Vehicle Diminished Value
OK, suppose you’re shopping for a used car and you find something you like for a price you feel is fair. Upon closer inspection, you suddenly realize that the car has been damaged in an accident and the repairs were of substandard quality. Certainly you don’t want to pay as much for the car now that you’re aware of the collision damage. And when you sell or trade your vehicle, you can expect the same or more scrutiny from your potential buyers. Also, if you lease a vehicle and your lease runs out, should you decide to turn the vehicle in, you will be held responsible for all detectable collision damage.
To put it more plainly, ANYTIME a vehicle is damaged in an accident, that damage will cause the vehicle’s market value to depreciate. This depreciation in the vehicle’s market value has come to be known in the collision repair industry as DIMINISHED VALUE. Diminished Value, or DV, can occur in any or all of several ways.

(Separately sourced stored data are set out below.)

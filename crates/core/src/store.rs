//! The skipchain block store, as an interface.
//!
//! The generic append-only block store is an external collaborator; the core
//! only assumes these operations. Runners provide an implementation (RocksDB
//! in production, a vector in simulation).

use byzcoin_types::{Block, ChainId, Hash};
use thiserror::Error;

#[derive(Debug, Error)]
pub enum StoreError {
    #[error("unknown chain {0:?}")]
    UnknownChain(ChainId),
    #[error("unknown block {0:?}")]
    UnknownBlock(Hash),
    #[error("block {got} does not extend head {head}")]
    NotSequential { head: u64, got: u64 },
    #[error("ERR_STATE_CORRUPTED: {0}")]
    Corrupted(String),
}

/// Append-only store of blocks, per chain, with forward links.
pub trait SkipchainStore: Send + Sync {
    /// Append a frozen block. The block's index must be exactly one past the
    /// current head (or 0 for a new chain).
    fn append(&self, chain_id: ChainId, block: &Block) -> Result<(), StoreError>;

    /// Fetch a block by header hash.
    fn get_by_hash(&self, chain_id: ChainId, hash: &Hash) -> Result<Block, StoreError>;

    /// Fetch a block by index.
    fn get_by_index(&self, chain_id: ChainId, index: u64) -> Result<Block, StoreError>;

    /// The chain's latest block.
    fn get_latest(&self, chain_id: ChainId) -> Result<Block, StoreError>;

    /// The ordered forward-link path from block `from` to block `to`,
    /// following the highest link level available at each hop.
    fn follow_links(
        &self,
        chain_id: ChainId,
        from: u64,
        to: u64,
    ) -> Result<Vec<byzcoin_types::ForwardLink>, StoreError>;
}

DV caused by insurance company neglect: this type of diminished value occurs when the insurance company covering the cost of the repair refused to cover the cost of one or more of the procedures required to properly return the vehicle to pre-accident condition.
DV caused by repair facility neglect: this type of diminished value occurs when the technician(s) working on the vehicle do not properly perform all procedures required to correctly return the vehicle to pre-accident condition. Remember that a repair facility is not legally required to perform any procedures that are not covered by the insurance company. By obtaining documentation of what procedures the insurance company is covering, you can better determine who is responsible for the diminished value of your vehicle.
Inherent DV: this is diminished value caused by the common belief that a damaged vehicle is never the same again. Regardless of the quality of the repairs or the insurance coverage, the average consumer is less willing to pay full retail value for a vehicle that has been damaged in an accident; the potential buyer perceives the car as less than whole.
Insurance companies ALL deny that DV is covered in their policies, yet they are ALL losing cases to consumers almost daily. Most cases are settled in small claims court by well prepared consumers with thorough documentation. Most insurance companies will continue to fight DV cases even though they are legally responsible for ALL accident related loss, which includes the diminished value of your vehicle.